Mutational change of CTX‐M‐15 to CTX‐M‐127 resulting in mecillinam resistant Escherichia coli during pivmecillinam treatment of a patient

Abstract Pivmecillinam (amdinocillin pivoxil) is the recommended first‐choice antibiotic used to treat urinary tract infections (UTIs) in Denmark. The frequency of mutation to mecillinam (MEC) resistance is described as high in vitro; however, treatment of UTI has a good clinical response and prevalence of mecillinam resistance in Escherichia coli remains low despite many years of use. We describe occurrence of in vivo mecillinam resistance in a clinical isolate of ESBL‐producing E. coli following pivmecillinam treatment.
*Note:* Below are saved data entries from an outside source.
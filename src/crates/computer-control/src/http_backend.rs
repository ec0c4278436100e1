//! HTTP client for a remote computer-control server.
//!
//! The controller runs on the target machine and performs the actual input
//! events. Each action is a single `POST {base_url}/execute`:
//!
//! ```text
//! -> {"action": "mouse_move", "coordinate": [100, 200]}
//! <- {"output": "Moved mouse to (100, 200)", "base64_image": null}
//! <- {"error": "Coordinates out of bounds"}
//! ```
//!
//! Status mapping: a 2xx body with a non-null `error`, or any 4xx, is an
//! operational failure; 5xx, transport errors and undecodable bodies are
//! unexpected failures.

use crate::action::ActionRequest;
use crate::backend::{BackendOutput, ComputerBackend};
use crate::error::BackendError;
use async_trait::async_trait;
use reqwest::Client;
use serde::{Deserialize, Serialize};
use std::time::Duration;
use tracing::debug;

/// Connection settings for [`HttpComputerBackend`].
#[derive(Debug, Clone, Serialize, Deserialize)]
pub struct HttpBackendConfig {
    /// Base URL of the controller, e.g. "http://localhost:5000".
    pub base_url: String,

    /// Optional request timeout. No timeout is applied when unset.
    #[serde(default)]
    pub timeout: Option<Duration>,
}

impl HttpBackendConfig {
    pub fn new(base_url: impl Into<String>) -> Self {
        Self {
            base_url: base_url.into(),
            timeout: None,
        }
    }

    pub fn with_timeout(mut self, timeout: Duration) -> Self {
        self.timeout = Some(timeout);
        self
    }
}

/// [`ComputerBackend`] that forwards actions to a controller over HTTP.
#[derive(Debug, Clone)]
pub struct HttpComputerBackend {
    client: Client,
    execute_url: String,
}

impl HttpComputerBackend {
    pub fn new(config: HttpBackendConfig) -> Result<Self, BackendError> {
        let mut builder = Client::builder();
        if let Some(timeout) = config.timeout {
            builder = builder.timeout(timeout);
        }
        let client = builder
            .build()
            .map_err(|e| BackendError::Unexpected(format!("Failed to create HTTP client: {}", e)))?;

        Ok(Self::with_client(client, &config.base_url))
    }

    /// Use a preconfigured `reqwest::Client`.
    pub fn with_client(client: Client, base_url: &str) -> Self {
        Self {
            client,
            execute_url: format!("{}/execute", base_url.trim_end_matches('/')),
        }
    }
}

#[derive(Debug, Deserialize)]
struct ExecuteResponse {
    #[serde(default)]
    output: Option<String>,
    #[serde(default)]
    base64_image: Option<String>,
    #[serde(default)]
    error: Option<String>,
}

#[async_trait]
impl ComputerBackend for HttpComputerBackend {
    async fn execute(&self, request: ActionRequest) -> Result<BackendOutput, BackendError> {
        debug!(url = %self.execute_url, action = %request.action, "POST execute");

        let response = self.client.post(&self.execute_url).json(&request).send().await?;
        let status = response.status();

        if status.is_client_error() {
            let body = response.text().await.unwrap_or_default();
            return Err(BackendError::Operational(error_text(&body)));
        }

        if !status.is_success() {
            let body = response.text().await.unwrap_or_default();
            return Err(BackendError::Unexpected(format!(
                "controller returned {}: {}",
                status, body
            )));
        }

        let body: ExecuteResponse = response
            .json()
            .await
            .map_err(|e| BackendError::Unexpected(format!("invalid controller response: {}", e)))?;

        match body.error {
            Some(message) => Err(BackendError::Operational(message)),
            None => Ok(BackendOutput {
                output: body.output,
                base64_image: body.base64_image,
            }),
        }
    }
}

/// Pull a message out of an error body, falling back to the raw text.
fn error_text(body: &str) -> String {
    serde_json::from_str::<serde_json::Value>(body)
        .ok()
        .and_then(|v| {
            v.get("error")
                .or_else(|| v.get("message"))
                .and_then(|m| m.as_str())
                .map(str::to_string)
        })
        .unwrap_or_else(|| body.to_string())
}

#[cfg(test)]
mod tests {
    use super::*;

    #[test]
    fn test_execute_url_normalized() {
        let backend = HttpComputerBackend::with_client(Client::new(), "http://localhost:5000/");
        assert_eq!(backend.execute_url, "http://localhost:5000/execute");
    }

    #[test]
    fn test_error_text() {
        assert_eq!(error_text(r#"{"error": "bad key"}"#), "bad key");
        assert_eq!(error_text(r#"{"message": "nope"}"#), "nope");
        assert_eq!(error_text("plain failure"), "plain failure");
    }

    #[test]
    fn test_config_builder() {
        let config = HttpBackendConfig::new("http://10.0.0.2:5000").with_timeout(Duration::from_secs(5));
        assert_eq!(config.base_url, "http://10.0.0.2:5000");
        assert_eq!(config.timeout, Some(Duration::from_secs(5)));
    }
}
The identified phenotypic differences in the mecillinam resistant isolate compared with the original mecillinam susceptible isolate were a full‐length LPS with O‐antigen (O25), mecillinam resistance and a lower MIC for ceftazidime. Regarding genotype, the resistant isolate differed with a mutation in blaCTX‐M‐15 to blaCTX‐M‐127, loss of a part of a plasmid and a genomic island, respectively, and insertion of a transposase in wbbL, causing the rough phenotype. The observed mecillinam resistance is expected to be caused by the mutation in blaCTX‐M‐15 with additional contribute from the serotype shift. We continue to recommend the use of pivmecillinam as first‐line treatment for UTI.